__What the exercise asks__.
Scan the records for the string "EnvFilter". State how many lines contain it and add nothing.

*****

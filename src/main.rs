use axum::routing::{get, post};
use axum::Router;
use tracing_subscriber::EnvFilter;

use kb_search::api;
use kb_search::config::Config;
use kb_search::state::AppState;

#[tokio::main]
async fn main() -> anyhow::Result<()> {
    // Initialize tracing
    tracing_subscriber::fmt()
        .with_env_filter(
            EnvFilter::try_from_default_env().unwrap_or_else(|_| EnvFilter::new("info")),
        )
        .init();

    let config = Config::from_env();
    tracing::info!("Embedding service: {}", config.embedding.base_url);
    tracing::info!("Document store: {}", config.store.base_url);
    match &config.reranker.base_url {
        Some(url) => tracing::info!("Reranker: {url}"),
        None => tracing::info!("Reranker: disabled (fusion ranking only)"),
    }

    let state = AppState::new(config.clone())?;

    let app = Router::new()
        .route("/api/search", post(api::search::search))
        .route("/api/chat", post(api::chat::chat))
        .route("/api/chat/clear", post(api::chat::clear_context))
        .route(
            "/api/recommended-questions",
            get(api::recommend::recommended_questions),
        )
        .route(
            "/api/quick-answer/{question_id}",
            get(api::recommend::quick_answer),
        )
        .with_state(state);

    let listener = tokio::net::TcpListener::bind(&config.bind_addr).await?;
    tracing::info!("Server listening on {}", config.bind_addr);

    axum::serve(listener, app).await?;
    Ok(())
}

*****

__The answer__.
2